Dunno about you guys, but I think I’ll stay put right here on Spaceship Earth, thanks.

I was renting an apartment in NYC and Chris Hadfield was there cooking dinner. He was training for a mission to Mars and so he wanted to make me and my friends one of his homemade stews before he left. We were horrified to see that the main ingredient was four big raccoons. “It’s traditional,” he told us as he smacked them on their heads with a big soup spoon like they were eggs. “Won’t have this on Mars.”

We each tried a bit, just to be polite. The big furry chunks were barely edible, so we mostly just sipped the sallow broth. He didn’t seem to notice, happy to enjoy bowl after bowl of “mom’s old recipe.”

After, we watched a movie in the other room. It was something about a heist in a marine science lab. The black-coated bad guys somehow stole a valuable treasure (something in a brown-leather bag), that was then recovered by the heroes, and then pursued by the bad guys.

They chased the heroes — a painfully attractive man and woman — into an 80 story office building. The protagonists were able to hide on the top floor, which was the world’s largest sun-room under construction. The ceiling was almost complete but they hadn’t peeled off the protective tarp just yet.
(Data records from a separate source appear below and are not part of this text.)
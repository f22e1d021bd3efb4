//! Client-facing shape of a ranked menu item.

use data_loader::MenuItem;
use serde::Serialize;

/// One suggested item as returned to clients.
#[derive(Debug, Clone, PartialEq, Serialize)]
pub struct Projection {
    pub name: String,
    pub description: String,
    pub calories: i64,
    pub protein_g: f64,
    pub carbs_g: f64,
    pub fat_g: f64,
    pub sodium_mg: f64,
    pub restaurant: String,
}

impl Projection {
    pub fn from_item(item: &MenuItem) -> Self {
        let name = if item.name.trim().is_empty() {
            "Unknown Item".to_string()
        } else {
            item.name.clone()
        };

        let mut description = if item.category.trim().is_empty() {
            "Main".to_string()
        } else {
            item.category.clone()
        };
        if let Some(serving) = item.serving_size.as_deref().filter(|s| !s.trim().is_empty()) {
            description.push_str(" · ");
            description.push_str(serving);
        }

        Self {
            name,
            description,
            // `as` truncates toward zero and saturates out-of-range values
            calories: item.calories as i64,
            protein_g: item.protein_g,
            carbs_g: item.carbs_g,
            fat_g: item.fat_g,
            sodium_mg: item.sodium_mg,
            restaurant: item.restaurant.clone(),
        }
    }
}

impl From<&MenuItem> for Projection {
    fn from(item: &MenuItem) -> Self {
        Self::from_item(item)
    }
}

/// Response of a suggestion request.
#[derive(Debug, Clone, Default, PartialEq, Serialize)]
pub struct SuggestionResult {
    pub suggestions: Vec<Projection>,
    pub runner_ups: Vec<Projection>,
}
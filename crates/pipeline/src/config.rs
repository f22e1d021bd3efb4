//! Tunable thresholds, weights and rules for the suggestion pipeline.
//!
//! Every constant the filters and the scorer use lives here so it can be
//! overridden from a JSON file. Missing sections and fields keep their
//! defaults, so a config file only needs to mention what it changes:
//!
//! ```json
//! { "scoring": { "keto": { "soft_max_carbs": 20.0 } } }
//! ```

use crate::classifier::ClassifierRules;
use anyhow::{Context, Result};
use serde::Deserialize;
use std::fs;
use std::path::Path;

/// Root configuration consumed by `GoalFilter`, `Scorer` and the engine.
#[derive(Debug, Clone, Default, Deserialize)]
#[serde(default)]
pub struct EngineConfig {
    pub filter: FilterThresholds,
    pub scoring: ScoringWeights,
    pub ranking: RankingConfig,
    pub rules: ClassifierRules,
}

impl EngineConfig {
    pub fn from_json_str(json: &str) -> Result<Self> {
        serde_json::from_str(json).context("Invalid engine configuration")
    }

    pub fn from_json_file(path: &Path) -> Result<Self> {
        let json = fs::read_to_string(path)
            .with_context(|| format!("Failed to read engine config {}", path.display()))?;
        Self::from_json_str(&json)
            .with_context(|| format!("Failed to parse engine config {}", path.display()))
    }
}

// =============================================================================
// Goal pre-filter
// =============================================================================

/// Thresholds for the goal pre-filter and its degradation ladder.
#[derive(Debug, Clone, Deserialize)]
#[serde(default)]
pub struct FilterThresholds {
    /// Fewer strict survivors than this triggers the relaxed tier
    pub min_candidates: usize,
    /// Fewer candidates than this triggers the substantial-side backfill
    pub backfill_below: usize,
    /// Most sides the backfill may append
    pub backfill_limit: usize,
    /// Rows taken verbatim when every filtered tier comes back empty
    pub raw_fallback_limit: usize,

    pub cutting_min_protein: f64,
    pub keto_max_carbs: f64,
    pub keto_min_calories: f64,
    pub bulking_min_calories: f64,

    /// Carb ceiling for the relaxed keto tier and the keto backfill
    pub keto_relaxed_max_carbs: f64,
    /// Protein floor for sides backfilled under the cutting goal
    pub backfill_cutting_min_protein: f64,
}

impl Default for FilterThresholds {
    fn default() -> Self {
        Self {
            min_candidates: 3,
            backfill_below: 5,
            backfill_limit: 10,
            raw_fallback_limit: 20,
            cutting_min_protein: 10.0,
            keto_max_carbs: 30.0,
            keto_min_calories: 200.0,
            bulking_min_calories: 300.0,
            keto_relaxed_max_carbs: 40.0,
            backfill_cutting_min_protein: 15.0,
        }
    }
}

// =============================================================================
// Scoring
// =============================================================================

/// Weights and penalty scores for every goal.
///
/// Penalties are returned as the whole score (not added to a formula), so
/// they rank a flagged item below every unflagged one of the same goal.
#[derive(Debug, Clone, Deserialize)]
#[serde(default)]
pub struct ScoringWeights {
    /// Below this protein an item is disqualified for every goal
    pub min_protein: f64,
    /// Below these calories an item is disqualified for every goal
    pub min_calories: f64,
    pub cutting: CuttingWeights,
    pub bulking: BulkingWeights,
    pub keto: KetoWeights,
}

impl Default for ScoringWeights {
    fn default() -> Self {
        Self {
            min_protein: 10.0,
            min_calories: 200.0,
            cutting: CuttingWeights::default(),
            bulking: BulkingWeights::default(),
            keto: KetoWeights::default(),
        }
    }
}

/// `density·(protein per 100 kcal) + protein_weight·protein − calorie_weight·kcal − fat_weight·fat`
#[derive(Debug, Clone, Deserialize)]
#[serde(default)]
pub struct CuttingWeights {
    pub max_calories: f64,
    pub high_calorie_penalty: f64,
    pub max_fat: f64,
    pub high_fat_penalty: f64,
    pub density_weight: f64,
    pub protein_weight: f64,
    pub calorie_weight: f64,
    pub fat_weight: f64,
}

impl Default for CuttingWeights {
    fn default() -> Self {
        Self {
            max_calories: 600.0,
            high_calorie_penalty: -200.0,
            max_fat: 30.0,
            high_fat_penalty: -100.0,
            density_weight: 10.0,
            protein_weight: 2.0,
            calorie_weight: 0.1,
            fat_weight: 0.5,
        }
    }
}

/// `protein_weight·protein + calorie_weight·kcal − fat_weight·fat`
#[derive(Debug, Clone, Deserialize)]
#[serde(default)]
pub struct BulkingWeights {
    pub min_calories: f64,
    pub low_calorie_penalty: f64,
    pub protein_weight: f64,
    pub calorie_weight: f64,
    pub fat_weight: f64,
}

impl Default for BulkingWeights {
    fn default() -> Self {
        Self {
            min_calories: 400.0,
            low_calorie_penalty: -100.0,
            protein_weight: 3.0,
            calorie_weight: 0.05,
            fat_weight: 0.2,
        }
    }
}

/// `fat_weight·fat + protein_weight·protein − carb_weight·carbs`
#[derive(Debug, Clone, Deserialize)]
#[serde(default)]
pub struct KetoWeights {
    pub hard_max_carbs: f64,
    pub hard_carb_penalty: f64,
    pub soft_max_carbs: f64,
    pub soft_carb_penalty: f64,
    pub min_fat: f64,
    pub low_fat_penalty: f64,
    pub fat_weight: f64,
    pub protein_weight: f64,
    pub carb_weight: f64,
}

impl Default for KetoWeights {
    fn default() -> Self {
        Self {
            hard_max_carbs: 30.0,
            hard_carb_penalty: -1000.0,
            soft_max_carbs: 25.0,
            soft_carb_penalty: -800.0,
            min_fat: 15.0,
            low_fat_penalty: -400.0,
            fat_weight: 4.0,
            protein_weight: 1.5,
            carb_weight: 10.0,
        }
    }
}

// =============================================================================
// Ranking
// =============================================================================

/// Secondary ordering for items with equal scores.
#[derive(Debug, Clone, Copy, PartialEq, Eq, Default, Deserialize)]
#[serde(rename_all = "snake_case")]
pub enum TieBreak {
    /// Higher protein first, then fewer calories
    #[default]
    ProteinThenCalories,
    /// Keep menu order
    InputOrder,
}

#[derive(Debug, Clone, Deserialize)]
#[serde(default)]
pub struct RankingConfig {
    pub tie_break: TieBreak,
    pub suggestions: usize,
    pub runner_ups: usize,
    /// Cross-restaurant picks: how many restaurants to sample
    pub picks_restaurant_limit: usize,
    /// Cross-restaurant picks: how many top mains per restaurant
    pub picks_per_restaurant: usize,
    /// Cross-restaurant picks: overall cap
    pub picks_total: usize,
}

impl Default for RankingConfig {
    fn default() -> Self {
        Self {
            tie_break: TieBreak::default(),
            suggestions: 3,
            runner_ups: 2,
            picks_restaurant_limit: 25,
            picks_per_restaurant: 2,
            picks_total: 12,
        }
    }
}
Most of the rest of the movie was about the heroes trying to plot how to escape — all whilst falling in love, of course — since the bad guys knew they were somewhere in the building. All this contrived plotting happened to coincide with the grand opening of the super sun-room.
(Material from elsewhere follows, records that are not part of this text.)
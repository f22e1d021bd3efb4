//! Error types for the data-loader crate.
//!
//! Only the catalog source itself can fail: a missing file or a document
//! that is not JSON at all. Individual fields never produce errors, they
//! coerce to defaults during normalization.

use thiserror::Error;

/// Errors that can occur while loading the menu catalog
#[derive(Error, Debug)]
pub enum DataLoadError {
    /// Catalog file could not be found
    #[error("Catalog file not found: {path}")]
    FileNotFound { path: String },

    /// I/O error occurred while reading the file
    #[error("I/O error: {0}")]
    IoError(#[from] std::io::Error),

    /// The document is not valid JSON
    #[error("Malformed catalog JSON in {source_name}: {reason}")]
    Malformed { source_name: String, reason: String },

    /// Valid JSON, but neither an array of rows nor an object with `items`
    #[error("Unexpected catalog shape: {0}")]
    UnexpectedShape(String),
}

/// Convenience type alias for Results in this crate
pub type Result<T> = std::result::Result<T, DataLoadError>;
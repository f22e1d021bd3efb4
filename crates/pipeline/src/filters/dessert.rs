//! Filter to drop desserts.
//!
//! Desserts are recognised by the classifier's dessert keywords on either
//! the category or the name ("Sweets", "McFlurry Cookie", "Apple Pie").

use crate::classifier::MainDishClassifier;
use crate::traits::{Candidate, Filter};
use std::sync::Arc;

/// Removes candidates that look like desserts.
pub struct DessertFilter {
    classifier: Arc<MainDishClassifier>,
}

impl DessertFilter {
    pub fn new(classifier: Arc<MainDishClassifier>) -> Self {
        Self { classifier }
    }
}

impl Filter for DessertFilter {
    fn name(&self) -> &str {
        "DessertFilter"
    }

    fn apply<'a>(&self, candidates: Vec<Candidate<'a>>) -> Vec<Candidate<'a>> {
        candidates
            .into_iter()
            .filter(|candidate| !self.classifier.is_dessert(candidate.item))
            .collect()
    }
}

#[cfg(test)]
mod tests {
    use super::*;
    use data_loader::MenuItem;

    #[test]
    fn test_dessert_filter() {
        let items = vec![
            MenuItem::new("X", "Baked Apple Pie"),
            MenuItem::new("X", "Spicy Chicken Sandwich"),
            MenuItem::new("X", "Frosty").with_category("Sweet Treats"),
            MenuItem::new("X", "Chocolate Shake"),
        ];
        let refs: Vec<&MenuItem> = items.iter().collect();

        let filter = DessertFilter::new(Arc::new(MainDishClassifier::default()));
        let filtered = filter.apply(Candidate::from_menu(&refs));

        assert_eq!(filtered.len(), 1);
        assert_eq!(filtered[0].item.name, "Spicy Chicken Sandwich");
    }
}
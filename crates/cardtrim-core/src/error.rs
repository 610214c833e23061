// SPDX-License-Identifier: PMPL-1.0-or-later
// Copyright (c) 2026 Jonathan D.A. Jewell (hyperpolymath) <jonathan.jewell@open.ac.uk>
//
// Unified error types for cardtrim.

use std::path::PathBuf;

use thiserror::Error;

/// Top-level error type for all cardtrim operations.
#[derive(Debug, Error)]
pub enum CardtrimError {
    // -- Input errors --
    #[error("file not found: {}", .0.display())]
    NotFound(PathBuf),

    #[error("image decode failed: {0}")]
    Decode(String),

    #[error("unsupported image mode: {0}")]
    UnsupportedMode(String),

    // -- Processing errors --
    #[error("invalid pixel grid: {0}")]
    InvalidGrid(String),

    #[error("invalid crop bounds: {0}")]
    InvalidBounds(String),

    // -- Output errors --
    #[error("image encode failed: {0}")]
    Encode(String),

    // -- Configuration --
    #[error("configuration error: {0}")]
    Config(String),

    #[error("file I/O error: {0}")]
    Io(#[from] std::io::Error),

    #[error("serialization error: {0}")]
    Serialization(#[from] serde_json::Error),
}

/// Alias used throughout the codebase.
pub type Result<T> = std::result::Result<T, CardtrimError>;

#[cfg(test)]
mod tests {
    use super::*;

    #[test]
    fn not_found_shows_path() {
        let err = CardtrimError::NotFound(PathBuf::from("images/cups_05.png"));
        assert_eq!(err.to_string(), "file not found: images/cups_05.png");
    }

    #[test]
    fn io_error_converts() {
        let io = std::io::Error::new(std::io::ErrorKind::PermissionDenied, "denied");
        let err: CardtrimError = io.into();
        assert!(matches!(err, CardtrimError::Io(_)));
        assert_eq!(err.to_string(), "file I/O error: denied");
    }

    #[test]
    fn invalid_bounds_message() {
        let err = CardtrimError::InvalidBounds("empty rectangle".into());
        assert_eq!(err.to_string(), "invalid crop bounds: empty rectangle");
    }
}
// SPDX-License-Identifier: PMPL-1.0-or-later
// Copyright (c) 2026 Jonathan D.A. Jewell (hyperpolymath) <jonathan.jewell@open.ac.uk>
//
// `cardtrim info` — basic facts about one image.

use std::path::Path;

use cardtrim_image::CardProcessor;

/// Aspect ratio the generator is asked for (2:3).
const GENERATOR_ASPECT: f64 = 2.0 / 3.0;

pub fn run(path: &Path) -> anyhow::Result<()> {
    let card = CardProcessor::open(path)?;
    println!("Image: {}", path.display());
    println!("Mode: {}", card.mode());
    println!("Size: {}x{}", card.width(), card.height());
    println!("Has alpha: {}", card.has_alpha());
    println!(
        "Aspect ratio: {:.3} (Target: {GENERATOR_ASPECT:.3} for 2:3)",
        card.aspect_ratio()
    );
    Ok(())
}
And speaking of contrived plotting: the heroes — having used some of their wits, more of their charm, and mostly their beauty — befriended a few of the 1% elites who were attending the grand opening, procuring pairs of protective sunglasses. Right when the bad guys came up, ready with guns-to-go-a-blazin’, the tarp was flapped away and the bad guys were blinded. They shot wildly in fear and rage, crippling the world’s largest glass dome. Glass shards as big as cars and as small as teardrops rained down on the panicking crowd — all while the heroes escaped to street level via one of the many ziplines that had been strung with small, decorative flags.

The protagonists had repeatedly mentioned how they were afraid of heights. But this spectacle was simply too stunning to pass up.

They retreated to a rail-yard: which was — coincidentally — another of the world’s biggest construction projects about to be completed. Two bridges/railroads were about to be merged and opened for traffic: a mega-highway 20 lanes wide that cut through the woods over a 20 yard-wide stream.

Another group of tuxedoed 1%ers had gathered here for the celebration. Whether they’d heard about the super sun-room debacle remains unknown to this day.

In fact, this latter crowd was so large, and the bad guys (the ones who made it at least) were so late, that they simply couldn’t push through the bulging crowd as the heroes boarded the maiden train out of town.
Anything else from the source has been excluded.